Yes! I have been working with my coach and mentor for three years – it’s invaluable. Whilst I had a background in finance and business, running my own business was a whole new ballgame. Working with a mentor, I have grown as a person, as a businesswoman and been encouraged to take risks and to put myself ‘out there’ – all in order to help more people. I’ve also been challenged, questioned and held to account. Something that friends and family don’t always do.

I always thought (living in the yoga world) that a ‘guru’ would come – take me under their wing and help me grow as a teacher. I don’t think this exists right now, but having a mentor has worked wonders for me – I’ve pushed ahead so much in the last few years. A sounding board, a trusted friend, an expert – a mentor can be all of these.
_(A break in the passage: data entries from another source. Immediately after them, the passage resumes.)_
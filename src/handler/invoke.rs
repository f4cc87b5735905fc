//! Fault-isolated handler invocation.

use std::any::Any;
use std::panic::{catch_unwind, AssertUnwindSafe};

use crate::error::{HandlerError, HandlerResult};

/// Run a handler call, turning a panic into [`HandlerError::Panicked`].
///
/// The result is returned as a value; nothing escapes to the caller.
pub fn invoke<T, F>(call: F) -> HandlerResult<T>
where
    F: FnOnce() -> HandlerResult<T>,
{
    match catch_unwind(AssertUnwindSafe(call)) {
        Ok(result) => result,
        Err(payload) => Err(HandlerError::Panicked(panic_message(payload.as_ref()))),
    }
}

fn panic_message(payload: &(dyn Any + Send)) -> String {
    if let Some(s) = payload.downcast_ref::<&str>() {
        s.to_string()
    } else if let Some(s) = payload.downcast_ref::<String>() {
        s.clone()
    } else {
        "unknown panic payload".to_string()
    }
}

#[cfg(test)]
mod tests {
    use super::*;

    #[test]
    fn test_ok_passes_through() {
        assert_eq!(invoke(|| Ok(7)).unwrap(), 7);
    }

    #[test]
    fn test_error_passes_through() {
        let result: HandlerResult = invoke(|| Err(HandlerError::msg("nope")));
        assert_eq!(result.unwrap_err().to_string(), "nope");
    }

    #[test]
    fn test_panic_with_str() {
        let result: HandlerResult = invoke(|| panic!("boom"));
        match result {
            Err(HandlerError::Panicked(msg)) => assert_eq!(msg, "boom"),
            other => panic!("unexpected: {:?}", other),
        }
    }

    #[test]
    fn test_panic_with_string() {
        let step = 4;
        let result: HandlerResult<bool> = invoke(|| panic!("bad step {}", step));
        match result {
            Err(HandlerError::Panicked(msg)) => assert_eq!(msg, "bad step 4"),
            other => panic!("unexpected: {:?}", other),
        }
    }
}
Think of getting a coach as being a mini-MBA for your business – you could spend years learning about all aspects of business, but if someone has already done that learning and can share it with you quickly, why not super-charge things and benefit now? Benefit from their expertise – they will have made mistakes and learned from them – so you can to.

With this experience and my own background in business, I also mentor fellow teachers who are starting out and aren’t sure which way to travel. I help them clarify their intentions and take practical steps to get on the right road towards a balanced yoga life.

Future trends: How do you think the business of yoga teaching will change in the coming years?

Firstly, I think the yoga world is still in a state of flux. Market dynamics are still shaking things around – post pandemic and the emergence of online yoga. As a teacher and trainer, I see these main trends:

Studio teaching is slowly getting back on its feet – but practicing yoga online is such a huge development and has changed us all in so many ways; it’s never going back to ‘how its was’.

Frankly, there are so many positives to online yoga – convenience, accessibility and more. As a ‘yoga consumer’ you can get whatever you want, whenever you want – we won’t ever go back. This works really well if you ‘just’ want a class or a course, or access to a teacher that is geographically distanced. I also think it has encouraged students to understand the benefit of building a self-practice – which has to be one of the goals of yoga practice.

I’ve had students from Australia, Canada and all over Europe attend my trainings – this wouldn’t have been possible pre-pandemic. It’s really fabulous. But students of real yoga will want to go deeper; will want a deeper connection with their teacher, with the material, with the self. Time to understand, to explore, to deepen knowledge. I see a rise in workshop and retreat attendances, in hybrid courses – part online, part in-person.

I also see a rise in specialism in yoga teaching – if you can access a bog-standard Vinyasa class online, in the park, at the gym, these are already commoditised and it’s difficult to stand out. But as we realise how important health really is, many students will seek to deepen their studies in order to drive out more health benefits.

So, specialist teaching and training is going to continue to be attractive. Restorative and Yin are well known, but there are more distinct practices for health and wellbeing, meditation, breathing, targeted health and I suspect more will emerge. Yoga teachers just want to share the benefits of yoga.

I fundamentally think each teacher needs to think about and understand what they are offering – what’s the intention behind your teaching? What are you looking to share and why? Once we each answer that question, our path becomes clear.